Frequently listed among iTunes’ top society and culture podcasts, and cited by several history podcasters as the inspiration for their own creations, the popularity of Hardcore History stems from Carlin’s unconventional and dramatic recounting of notable (but sometimes obscure) historical topics, in which he will often elaborate historical-structural changes through contemporizing metaphors. Connecting the distant past to more immediate analogies of present life is the core of Carlin’s explanatory method. This form of explanation is quite distinct from the output of academic historians, who assiduously avoid this sort of “presentism.” But as the late Roy Rosenzweig (2000) has suggested, it is precisely this kind of conscious and practical engagement with the past – and not the litany of facts in dry-as-dust textbooks – that appeals to non-historians. Rosenzweig and David Thelen claim have found that most Americans perceive a close connection with the past, especially as it relates to the present, through their personal and family life. Using the medium of podcasting to talk about the past is a new way of making the past vital to the present needs and interests of most people. This is how podcasters make sense of history in their own terms. It is DIY insofar as it is distinct from professional discourse, and less encompassing (and expensive) than video methods.

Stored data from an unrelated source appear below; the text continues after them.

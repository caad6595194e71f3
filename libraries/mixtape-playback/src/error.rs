//! Error types for playback control

use thiserror::Error;

/// Playback errors
///
/// Only contract violations surface as errors. Expected user interactions
/// (repeated clicks, pausing while idle) are plain state transitions.
#[derive(Debug, Error, Clone, PartialEq, Eq)]
pub enum PlaybackError {
    /// Track index outside the track list
    #[error("Index out of bounds: {0}")]
    IndexOutOfBounds(usize),

    /// Operation needs at least one track
    #[error("Track list is empty")]
    EmptyTrackList,

    /// The duration probe still owns the media resource
    #[error("Duration probe in progress")]
    ProbeInProgress,
}

/// Result type for playback operations
pub type Result<T> = std::result::Result<T, PlaybackError>;
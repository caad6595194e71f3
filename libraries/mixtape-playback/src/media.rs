//! Platform-agnostic media resource trait
//!
//! Abstracts the single playable audio resource the controller drives
//! (an HTML-style audio element, a cpal output stream, a test fake).

/// One playable audio resource
///
/// All calls are fire-and-forget: loading, starting and pausing happen
/// inside the resource, and their outcome is reported back asynchronously as
/// [`MediaEvent`](crate::MediaEvent)s which the host feeds into
/// [`PlaybackController::handle_media_event`](crate::PlaybackController::handle_media_event).
///
/// A resource that fails to load a locator simply never reports
/// `MetadataReady` for it.
pub trait MediaResource {
    /// Load a locator, or unload to idle with `None`
    ///
    /// Loading a new locator resets the playback position and eventually
    /// produces `MetadataReady { duration }`.
    fn set_source(&mut self, locator: Option<&str>);

    /// Currently loaded locator
    fn source(&self) -> Option<&str>;

    /// Start or resume playback of the loaded source
    fn play(&mut self);

    /// Pause playback, keeping the position
    fn pause(&mut self);

    /// Output volume in `0.0..=1.0`
    fn volume(&self) -> f32;

    /// Set output volume in `0.0..=1.0`
    fn set_volume(&mut self, volume: f32);

    /// Current playback position in seconds
    fn current_time(&self) -> f64;
}
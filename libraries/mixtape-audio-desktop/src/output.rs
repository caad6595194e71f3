/// CPAL-backed media resource (dedicated audio thread + background loader)
use crate::error::{AudioError, Result};
use crate::sources::LocalSource;
use cpal::traits::{DeviceTrait, HostTrait, StreamTrait};
use cpal::{Device, Stream, StreamConfig};
use crossbeam_channel::{bounded, unbounded, Receiver, Sender};
use mixtape_playback::{MediaEvent, MediaResource};
use std::path::PathBuf;
use std::sync::atomic::{AtomicBool, AtomicU32, AtomicU64, Ordering};
use std::sync::{Arc, Mutex, MutexGuard, PoisonError};
use std::thread::{self, JoinHandle};
use std::time::Duration;
use tracing::{debug, error, info, warn};

/// Default interval between `TimeAdvanced` notifications
pub const DEFAULT_TIME_UPDATE_INTERVAL: Duration = Duration::from_millis(250);

/// Desktop media resource configuration
#[derive(Debug, Clone)]
pub struct DesktopConfig {
    /// Directory that track locators are resolved against
    pub base_dir: PathBuf,
    /// How often playback progress is reported while audio is flowing
    pub time_update_interval: Duration,
}

impl Default for DesktopConfig {
    fn default() -> Self {
        Self {
            base_dir: PathBuf::from("."),
            time_update_interval: DEFAULT_TIME_UPDATE_INTERVAL,
        }
    }
}

/// Media notification tagged with the source it belongs to
///
/// Events still queued when the source changes carry an old generation and
/// are dropped by [`DesktopMediaResource::accept`].
#[derive(Debug, Clone, Copy, PartialEq)]
pub struct SourceEvent {
    /// Source generation at the time the event was raised
    pub generation: u64,
    /// The notification itself
    pub event: MediaEvent,
}

/// State shared between the owner, loader threads and the audio callback
struct SharedState {
    /// Decoder for the current source (None while loading or unloaded)
    source: Mutex<Option<LocalSource>>,
    /// Bumped on every source change so stale loads are discarded
    generation: AtomicU64,
    /// Playback requested
    playing: AtomicBool,
    /// Current source played to the end
    ended: AtomicBool,
    /// Output gain (f32 bits)
    volume: AtomicU32,
    /// Frames rendered from the current source
    frames_played: AtomicU64,
}

impl SharedState {
    fn new() -> Self {
        Self {
            source: Mutex::new(None),
            generation: AtomicU64::new(0),
            playing: AtomicBool::new(false),
            ended: AtomicBool::new(false),
            volume: AtomicU32::new(1.0f32.to_bits()),
            frames_played: AtomicU64::new(0),
        }
    }

    fn source(&self) -> MutexGuard<'_, Option<LocalSource>> {
        self.source.lock().unwrap_or_else(PoisonError::into_inner)
    }

    fn volume(&self) -> f32 {
        f32::from_bits(self.volume.load(Ordering::Relaxed))
    }

    /// Unload the current source and start a new generation
    fn reset_source(&self) -> u64 {
        let mut slot = self.source();
        *slot = None;
        self.playing.store(false, Ordering::Relaxed);
        self.ended.store(false, Ordering::Relaxed);
        self.frames_played.store(0, Ordering::Relaxed);
        self.generation.fetch_add(1, Ordering::SeqCst) + 1
    }

    /// The event, if it was raised for the current source
    fn current(&self, tagged: SourceEvent) -> Option<MediaEvent> {
        (tagged.generation == self.generation.load(Ordering::SeqCst)).then_some(tagged.event)
    }
}

/// Per-stream render state owned by the audio callback
struct Renderer {
    shared: Arc<SharedState>,
    events: Sender<SourceEvent>,
    channels: usize,
    tick_frames: u64,
    frames_since_tick: u64,
    scratch: Vec<f32>,
}

impl Renderer {
    /// Audio callback body (runs in the real-time audio thread)
    fn render(&mut self, output: &mut [f32]) {
        if !self.shared.playing.load(Ordering::Relaxed) {
            output.fill(0.0);
            return;
        }

        // Never block the audio thread on a loader
        let Ok(mut slot) = self.shared.source.try_lock() else {
            output.fill(0.0);
            return;
        };
        let Some(source) = slot.as_mut() else {
            output.fill(0.0);
            return;
        };
        // Stable while the slot is held: set_source bumps it under the lock
        let generation = self.shared.generation.load(Ordering::SeqCst);

        let frames = output.len() / self.channels;
        self.scratch.resize(frames * crate::sources::local::STEREO, 0.0);

        let read = match source.read(&mut self.scratch) {
            Ok(read) => read,
            Err(e) => {
                error!(error = %e, "Decoding failed, ending track");
                0
            }
        };
        let finished = read < self.scratch.len();
        drop(slot);

        let rendered = map_channels(
            &self.scratch[..read],
            output,
            self.channels,
            self.shared.volume(),
        );
        output[rendered * self.channels..].fill(0.0);

        let rendered = rendered as u64;
        self.shared.frames_played.fetch_add(rendered, Ordering::Relaxed);
        self.frames_since_tick += rendered;
        if self.frames_since_tick >= self.tick_frames {
            self.frames_since_tick = 0;
            // Progress ticks are droppable when the host falls behind
            let _ = self.events.try_send(SourceEvent {
                generation,
                event: MediaEvent::TimeAdvanced,
            });
        }

        if finished {
            self.shared.playing.store(false, Ordering::Relaxed);
            self.shared.ended.store(true, Ordering::Relaxed);
            self.frames_since_tick = 0;
            let _ = self.events.send(SourceEvent {
                generation,
                event: MediaEvent::PlaybackEnded,
            });
        }
    }
}

/// Desktop media resource
///
/// Implements [`MediaResource`] on top of CPAL and Symphonia. Notifications
/// arrive on the channel returned by [`events`](Self::events), pass through
/// [`accept`](Self::accept) and are then fed back into the controller by the
/// host.
///
/// **Architecture**: a dedicated audio thread owns the CPAL Stream (which is
/// not `Send` on every platform). Source changes decode metadata on a short
/// loader thread so the caller never blocks on file IO.
pub struct DesktopMediaResource {
    config: DesktopConfig,
    /// Locator of the loaded source
    source: Option<String>,
    /// Sample rate of the output device
    sample_rate: u32,
    shared: Arc<SharedState>,
    event_tx: Sender<SourceEvent>,
    event_rx: Receiver<SourceEvent>,
    shutdown_tx: Sender<()>,
    _audio_thread: Option<JoinHandle<()>>,
}

impl DesktopMediaResource {
    /// Open the default output device
    ///
    /// # Errors
    /// Returns an error if no audio device is found or the stream cannot start
    pub fn new(config: DesktopConfig) -> Result<Self> {
        let host = cpal::default_host();
        let device = host
            .default_output_device()
            .ok_or(AudioError::DeviceNotFound)?;

        let supported = device.default_output_config()?;
        let sample_rate = supported.sample_rate();
        let channels = usize::from(supported.channels()).max(1);
        let stream_config = supported.config();

        Self::with_device_and_config(config, device, stream_config, sample_rate, channels)
    }

    fn with_device_and_config(
        config: DesktopConfig,
        device: Device,
        stream_config: StreamConfig,
        sample_rate: u32,
        channels: usize,
    ) -> Result<Self> {
        let shared = Arc::new(SharedState::new());
        let (event_tx, event_rx) = unbounded::<SourceEvent>();
        let (shutdown_tx, shutdown_rx) = bounded::<()>(1);
        let (ready_tx, ready_rx) = bounded::<Result<()>>(1);

        let renderer = Renderer {
            shared: Arc::clone(&shared),
            events: event_tx.clone(),
            channels,
            tick_frames: tick_frames(sample_rate, config.time_update_interval),
            frames_since_tick: 0,
            scratch: Vec::new(),
        };

        let audio_thread = thread::Builder::new()
            .name("mixtape-audio".into())
            .spawn(move || {
                Self::audio_thread_run(device, stream_config, renderer, ready_tx, shutdown_rx);
            })
            .map_err(|e| AudioError::DeviceError(e.to_string()))?;

        ready_rx.recv().map_err(|_| AudioError::AudioThreadGone)??;

        info!(sample_rate, channels, "Audio output ready");

        Ok(Self {
            config,
            source: None,
            sample_rate,
            shared,
            event_tx,
            event_rx,
            shutdown_tx,
            _audio_thread: Some(audio_thread),
        })
    }

    /// Audio thread main loop
    ///
    /// Owns the CPAL Stream until shutdown is requested or the owner is
    /// dropped.
    fn audio_thread_run(
        device: Device,
        config: StreamConfig,
        mut renderer: Renderer,
        ready_tx: Sender<Result<()>>,
        shutdown_rx: Receiver<()>,
    ) {
        let stream = match Self::build_stream(&device, &config, move |data| renderer.render(data))
        {
            Ok(stream) => stream,
            Err(e) => {
                let _ = ready_tx.send(Err(e));
                return;
            }
        };

        let _ = ready_tx.send(Ok(()));

        // Returns on shutdown or when the sender is dropped
        let _ = shutdown_rx.recv();
        drop(stream);
        debug!("Audio thread stopped");
    }

    fn build_stream(
        device: &Device,
        config: &StreamConfig,
        mut render: impl FnMut(&mut [f32]) + Send + 'static,
    ) -> Result<Stream> {
        let stream = device.build_output_stream(
            config,
            move |data: &mut [f32], _: &cpal::OutputCallbackInfo| render(data),
            |err| error!(error = %err, "Audio stream error"),
            None,
        )?;

        stream.play()?;
        Ok(stream)
    }

    /// Receiver for media notifications
    pub fn events(&self) -> Receiver<SourceEvent> {
        self.event_rx.clone()
    }

    /// Unwrap a notification, or drop it if it belongs to a replaced source
    pub fn accept(&self, tagged: SourceEvent) -> Option<MediaEvent> {
        let event = self.shared.current(tagged);
        if event.is_none() {
            debug!(?tagged, "Dropping event from a replaced source");
        }
        event
    }

    /// Output device sample rate
    pub fn sample_rate(&self) -> u32 {
        self.sample_rate
    }

    /// Resource configuration
    pub fn config(&self) -> &DesktopConfig {
        &self.config
    }

    /// Decode metadata for `locator` off-thread and install it as the source
    fn load(&self, locator: &str, generation: u64) {
        let path = self.config.base_dir.join(locator);
        let shared = Arc::clone(&self.shared);
        let events = self.event_tx.clone();
        let sample_rate = self.sample_rate;

        let spawned = thread::Builder::new()
            .name("mixtape-loader".into())
            .spawn(move || {
                let source = match LocalSource::open(&path, sample_rate) {
                    Ok(source) => source,
                    Err(e) => {
                        // No metadata event: anything waiting on it stalls
                        error!(path = %path.display(), error = %e, "Failed to load source");
                        return;
                    }
                };

                let duration = source.duration();
                {
                    let mut slot = shared.source();
                    if shared.generation.load(Ordering::SeqCst) != generation {
                        debug!(path = %path.display(), "Discarding superseded load");
                        return;
                    }
                    *slot = Some(source);
                }

                let _ = events.send(SourceEvent {
                    generation,
                    event: MediaEvent::MetadataReady { duration },
                });
            });

        if let Err(e) = spawned {
            error!(locator, error = %e, "Failed to spawn loader thread");
        }
    }
}

impl MediaResource for DesktopMediaResource {
    fn set_source(&mut self, locator: Option<&str>) {
        let generation = self.shared.reset_source();

        self.source = locator.map(str::to_owned);

        match locator {
            Some(locator) => {
                debug!(locator, "Loading source");
                self.load(locator, generation);
            }
            None => debug!("Source unloaded"),
        }
    }

    fn source(&self) -> Option<&str> {
        self.source.as_deref()
    }

    fn play(&mut self) {
        if self.shared.ended.swap(false, Ordering::Relaxed) {
            let mut slot = self.shared.source();
            if let Some(source) = slot.as_mut() {
                if let Err(e) = source.rewind() {
                    warn!(error = %e, "Failed to rewind source");
                }
            }
            self.shared.frames_played.store(0, Ordering::Relaxed);
        }

        self.shared.playing.store(true, Ordering::Relaxed);
    }

    fn pause(&mut self) {
        self.shared.playing.store(false, Ordering::Relaxed);
    }

    fn volume(&self) -> f32 {
        self.shared.volume()
    }

    fn set_volume(&mut self, volume: f32) {
        let volume = if volume.is_finite() {
            volume.clamp(0.0, 1.0)
        } else {
            0.0
        };
        self.shared.volume.store(volume.to_bits(), Ordering::Relaxed);
    }

    fn current_time(&self) -> f64 {
        self.shared.frames_played.load(Ordering::Relaxed) as f64 / f64::from(self.sample_rate)
    }
}

impl Drop for DesktopMediaResource {
    fn drop(&mut self) {
        // Invalidate any in-flight load
        self.shared.generation.fetch_add(1, Ordering::SeqCst);
        let _ = self.shutdown_tx.send(());
        // Audio thread will exit and join handle will be dropped
    }
}

/// Number of output frames between progress notifications
fn tick_frames(sample_rate: u32, interval: Duration) -> u64 {
    ((f64::from(sample_rate) * interval.as_secs_f64()).round() as u64).max(1)
}

/// Write interleaved stereo into an interleaved `channels`-wide buffer
///
/// Mono outputs get the average of both sides; extra channels stay silent.
/// Returns the number of frames written.
fn map_channels(stereo: &[f32], output: &mut [f32], channels: usize, gain: f32) -> usize {
    let mut frames = 0;

    for (src, dst) in stereo.chunks_exact(2).zip(output.chunks_exact_mut(channels)) {
        match dst {
            [mono] => *mono = (src[0] + src[1]) * 0.5 * gain,
            [left, right, rest @ ..] => {
                *left = src[0] * gain;
                *right = src[1] * gain;
                rest.fill(0.0);
            }
            [] => {}
        }
        frames += 1;
    }

    frames
}
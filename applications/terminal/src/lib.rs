//! Mixtape terminal host
//!
//! Renders the track list on stdout, reads commands from stdin and plays the
//! catalog through the desktop media resource.
//!
//! This library exposes the host components for testing purposes.

pub mod config;
pub mod error;
pub mod input;
pub mod session;
pub mod view;

// Re-export commonly used types for convenience
pub use config::{AppConfig, CatalogEntry, PlayerSettings};
pub use error::{AppError, Result};
pub use session::{build_controller, probe_catalog, run_player, TerminalController};
pub use view::{render_screen, TerminalControls, TerminalTrack};
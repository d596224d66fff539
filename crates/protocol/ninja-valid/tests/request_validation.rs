//! End-to-end request validation against the built-in types.
//!
//! Each test injects the built-in validators into a fresh registry, declares
//! one body field and validates a mock `GET` request.

use std::sync::Arc;

use ninja_test_utils::*;
use ninja_types::{AppObjectIds, ErrorCode, ObjectIds, Range, RequestSection};
use ninja_valid::{
    inject_validators, RequestValidator, TypeRegistry, ValidationError, ValidationMode,
    Validator, ValidatorConfig,
};
use serde_json::{json, Value};

fn registry() -> Arc<TypeRegistry> {
    let mut registry = TypeRegistry::new();
    inject_validators(&mut registry);
    Arc::new(registry)
}

fn validate_body(field: &str, type_name: &str, value: Value) -> Result<(), ValidationError> {
    let mut validator = RequestValidator::new(registry());
    validator
        .expect(RequestSection::Body, [(field, type_name)])
        .expect("built-in type should resolve");
    let request = MockRequest::new("GET", body(field, value)).build();
    validator.validate(&request)
}

fn assert_rejected(field: &str, type_name: &str, value: Value) -> ValidationError {
    let err = validate_body(field, type_name, value).expect_err("value should be rejected");
    assert_eq!(err.error_code(), ErrorCode::InvalidShape, "{}", err);
    err
}

// =============================================================================
// Range
// =============================================================================

#[test]
fn test_range_rejects_scalar() {
    assert_rejected("range", "Range", scalar());
}

#[test]
fn test_range_rejects_until_key() {
    assert_rejected("range", "Range", range_with_until());
}

#[test]
fn test_range_accepts_from_to() {
    assert!(validate_body("range", "Range", valid_range()).is_ok());
}

// =============================================================================
// ALObjectType
// =============================================================================

#[test]
fn test_object_type_rejects_number() {
    assert_rejected("ALObjectType", "ALObjectType", scalar());
}

#[test]
fn test_object_type_array_rejects_one_typo() {
    let err = assert_rejected("ALObjectType", "ALObjectType[]", object_types_with_typo());
    match err {
        ValidationError::ShapeMismatch { path, expected, .. } => {
            assert_eq!(path, "body.ALObjectType[1]");
            assert_eq!(expected, "ALObjectType[]");
        }
        other => panic!("unexpected error: {:?}", other),
    }
}

#[test]
fn test_object_type_array_accepts_known_types() {
    assert!(validate_body("ALObjectType", "ALObjectType[]", valid_object_types()).is_ok());
}

// =============================================================================
// ObjectIDs
// =============================================================================

#[test]
fn test_object_ids_rejects_scalar() {
    assert_rejected("ObjectIDs", "ObjectIDs", scalar());
}

#[test]
fn test_object_ids_rejects_non_integer_values() {
    assert_rejected("ObjectIDs", "ObjectIDs", object_ids_with_bad_values());
}

#[test]
fn test_object_ids_rejects_record() {
    assert_rejected("ObjectIDs", "ObjectIDs", object_ids_with_unknown_type());
}

#[test]
fn test_object_ids_rejects_zero_parent() {
    let err = assert_rejected("ObjectIDs", "ObjectIDs", object_ids_with_zero_parent());
    match err {
        ValidationError::ShapeMismatch { path, .. } => {
            assert_eq!(path, "body.ObjectIDs.table_0");
        }
        other => panic!("unexpected error: {:?}", other),
    }
}

#[test]
fn test_object_ids_rejects_codeunit_parent() {
    assert_rejected(
        "ObjectIDs",
        "ObjectIDs",
        object_ids_with_non_extendable_parent(),
    );
}

#[test]
fn test_object_ids_accepts_bare_types() {
    assert!(validate_body("ObjectIDs", "ObjectIDs", valid_object_ids()).is_ok());
}

#[test]
fn test_object_ids_accepts_extended_types() {
    assert!(validate_body("ObjectIDs", "ObjectIDs", extended_object_ids()).is_ok());
}

// =============================================================================
// PerAppObjectIDs
// =============================================================================

#[test]
fn test_per_app_rejects_bare_object_ids() {
    assert_rejected(
        "PerAppObjectIDs",
        "PerAppObjectIDs",
        object_ids_with_bad_values(),
    );
    assert_rejected("PerAppObjectIDs", "PerAppObjectIDs", per_app_unwrapped());
}

#[test]
fn test_per_app_rejects_missing_app_id() {
    assert_rejected(
        "PerAppObjectIDs",
        "PerAppObjectIDs",
        per_app_with_wrong_app_key(),
    );
}

#[test]
fn test_per_app_rejects_missing_ids() {
    assert_rejected(
        "PerAppObjectIDs",
        "PerAppObjectIDs",
        per_app_with_wrong_ids_case(),
    );
}

#[test]
fn test_per_app_rejects_string_ids() {
    assert_rejected("PerAppObjectIDs", "PerAppObjectIDs", per_app_with_string_ids());
}

#[test]
fn test_per_app_rejects_unknown_nested_type() {
    let err = assert_rejected(
        "PerAppObjectIDs",
        "PerAppObjectIDs",
        per_app_with_unknown_type(),
    );
    match err {
        ValidationError::ShapeMismatch { path, .. } => {
            assert_eq!(path, "body.PerAppObjectIDs[1].ids.record");
        }
        other => panic!("unexpected error: {:?}", other),
    }
}

#[test]
fn test_per_app_accepts_groups() {
    assert!(validate_body(
        "PerAppObjectIDs",
        "PerAppObjectIDs",
        valid_per_app_object_ids()
    )
    .is_ok());
}

// =============================================================================
// Registry and expectations
// =============================================================================

#[test]
fn test_repeated_injection_gives_same_outcomes() {
    let mut registry = TypeRegistry::new();
    for _ in 0..5 {
        inject_validators(&mut registry);
    }
    let repeated = Arc::new(registry);
    let once = self::registry();

    let cases = [
        ("Range", valid_range()),
        ("Range", range_with_until()),
        ("ALObjectType[]", object_types_with_typo()),
        ("ObjectIDs", extended_object_ids()),
        ("ObjectIDs", object_ids_with_zero_parent()),
        ("PerAppObjectIDs", valid_per_app_object_ids()),
        ("PerAppObjectIDs", per_app_with_unknown_type()),
    ];
    for (type_name, value) in cases {
        let outcome = |registry: &Arc<TypeRegistry>| {
            let mut validator = RequestValidator::new(Arc::clone(registry));
            validator
                .expect(RequestSection::Body, [("field", type_name)])
                .unwrap();
            validator
                .validate(&MockRequest::get(body("field", value.clone())).build())
                .is_ok()
        };
        assert_eq!(outcome(&once), outcome(&repeated), "{}", type_name);
    }
    assert_eq!(once.len(), repeated.len());
}

#[test]
fn test_unknown_type_fails_at_expect() {
    let mut validator = RequestValidator::new(registry());
    let err = validator
        .expect(RequestSection::Body, [("ids", "ObjectIds")])
        .unwrap_err();
    assert_eq!(
        err,
        ValidationError::UnknownType {
            name: "ObjectIds".into()
        }
    );
    assert_eq!(err.error_code(), ErrorCode::UnknownType);
    assert_eq!(err.error_code().http_status(), 500);
}

#[test]
fn test_missing_required_field() {
    let mut validator = RequestValidator::new(registry());
    validator
        .expect(RequestSection::Body, [("range", "Range")])
        .unwrap();
    let err = validator
        .validate(&MockRequest::get(json!({ "other": 1 })).build())
        .unwrap_err();
    assert_eq!(err.error_code(), ErrorCode::MissingField);
    assert_eq!(err.error_code().http_status(), 400);
}

#[test]
fn test_optional_field() {
    let mut validator = RequestValidator::new(registry());
    validator
        .expect(RequestSection::Body, [("range", "Range?")])
        .unwrap();

    assert!(validator.validate(&MockRequest::get(json!({})).build()).is_ok());
    assert!(validator
        .validate(&MockRequest::get(body("range", valid_range())).build())
        .is_ok());
    assert!(validator
        .validate(&MockRequest::get(body("range", range_with_until())).build())
        .is_err());
    assert!(validator
        .validate(&MockRequest::get(json!({ "range": null })).build())
        .is_err());
}

#[test]
fn test_last_expectation_wins() {
    let mut validator = RequestValidator::new(registry());
    validator
        .expect(RequestSection::Body, [("value", "Range")])
        .unwrap()
        .expect(RequestSection::Body, [("value", "ObjectIDs")])
        .unwrap();

    let request = MockRequest::get(body("value", valid_object_ids())).build();
    assert!(validator.validate(&request).is_ok());
    assert_eq!(validator.expectations().len(), 1);
}

#[test]
fn test_collect_mode_reports_every_field_in_order() {
    let config = ValidatorConfig::new().with_mode(ValidationMode::Collect);
    let mut validator = RequestValidator::with_config(registry(), config);
    validator
        .expect(
            RequestSection::Body,
            [
                ("range", "Range"),
                ("types", "ALObjectType[]"),
                ("ids", "ObjectIDs"),
                ("apps", "PerAppObjectIDs"),
            ],
        )
        .unwrap()
        .expect(RequestSection::Query, [("appId", "string")])
        .unwrap();

    let request = MockRequest::get(json!({
        "range": range_with_until(),
        "types": valid_object_types(),
        "ids": object_ids_with_zero_parent(),
    }))
    .build();

    let report = validator.check(&request).unwrap_err();
    let paths: Vec<String> = report
        .errors()
        .iter()
        .map(|e| match e {
            ValidationError::ShapeMismatch { path, .. } => path.clone(),
            ValidationError::MissingField { section, field } => format!("{}.{}", section, field),
            other => panic!("unexpected error: {:?}", other),
        })
        .collect();
    assert_eq!(
        paths,
        vec!["body.range", "body.ids.table_0", "body.apps", "query.appId"]
    );

    // Fail-fast stops at the first one.
    let err = validator.validate(&request).unwrap_err();
    assert_eq!(&err, report.first());
}

#[test]
fn test_query_and_params_sections() {
    let mut validator = RequestValidator::new(registry());
    validator
        .expect(RequestSection::Query, [("appId", "string")])
        .unwrap()
        .expect(RequestSection::Params, [("type", "ALObjectType")])
        .unwrap();

    let ok = MockRequest::get(json!(null))
        .with_query("appId", "app1")
        .with_param("type", "tableextension")
        .build();
    assert!(validator.validate(&ok).is_ok());

    let bad = MockRequest::get(json!(null))
        .with_query("appId", "app1")
        .with_param("type", "unitcode")
        .build();
    assert!(validator.validate(&bad).is_err());
}

#[test]
fn test_shared_registry_across_threads() {
    let registry = registry();
    let handles: Vec<_> = (0..4)
        .map(|_| {
            let registry = Arc::clone(&registry);
            std::thread::spawn(move || {
                let mut validator = RequestValidator::new(registry);
                validator
                    .expect(RequestSection::Body, [("apps", "PerAppObjectIDs")])
                    .unwrap();
                validator
                    .validate(&MockRequest::get(body("apps", valid_per_app_object_ids())).build())
                    .is_ok()
            })
        })
        .collect();
    for handle in handles {
        assert!(handle.join().unwrap());
    }
}

// =============================================================================
// Typed deserialization agrees with validation
// =============================================================================

#[test]
fn test_valid_values_deserialize_into_domain_types() {
    assert!(serde_json::from_value::<Range>(valid_range()).is_ok());
    assert!(serde_json::from_value::<ObjectIds>(valid_object_ids()).is_ok());
    assert!(serde_json::from_value::<ObjectIds>(extended_object_ids()).is_ok());
    assert!(serde_json::from_value::<Vec<AppObjectIds>>(valid_per_app_object_ids()).is_ok());
}

#[test]
fn test_invalid_values_do_not_deserialize() {
    assert!(serde_json::from_value::<Range>(range_with_until()).is_err());
    assert!(serde_json::from_value::<ObjectIds>(object_ids_with_zero_parent()).is_err());
    assert!(serde_json::from_value::<ObjectIds>(object_ids_with_unknown_type()).is_err());
    assert!(
        serde_json::from_value::<ObjectIds>(object_ids_with_non_extendable_parent()).is_err()
    );
    assert!(serde_json::from_value::<Vec<AppObjectIds>>(per_app_with_wrong_ids_case()).is_err());
}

Podcasts can present an alternative model for making sense of the past – one that underscores the historymaker’s interpretive imprints, and which cultivates a sense of liveness and interactivity. Admittedly, Dan Carlin’s own style can be rambling and melodramatic. But to the extent that he practices history as a kind of storytelling, and acknowledges his own interpretive interventions, Hardcore History, like other independently produced history podcasts (I am thinking about a few of my favorites – Revolutions, The History Chicks, and The British History Podcast) give their listeners the sense that history is not necessarily something that is “out there,” or distant from us in the present, but part of a living conversation in the present. Podcasters construct a dialogue about history which, when combined with the interactivity offered by website forums, draws the listener into a participatory engagement. Rosenzweig and Thelen’s explain, Americans interested in popular history are skeptical of “historical presentations that did not give them credit for their critical abilities – commercialized histories on television or textbook-driven high school classes.” Such analytic skills are precisely what we as historians and teachers aim to develop in our students. Podcasting, when it constructs a collaborative dialogue in which audience and producer explore history together, can both be a valuable supplement to traditional historiography, and a way for people to connect with the past that overcomes the abstraction of textbooks and video.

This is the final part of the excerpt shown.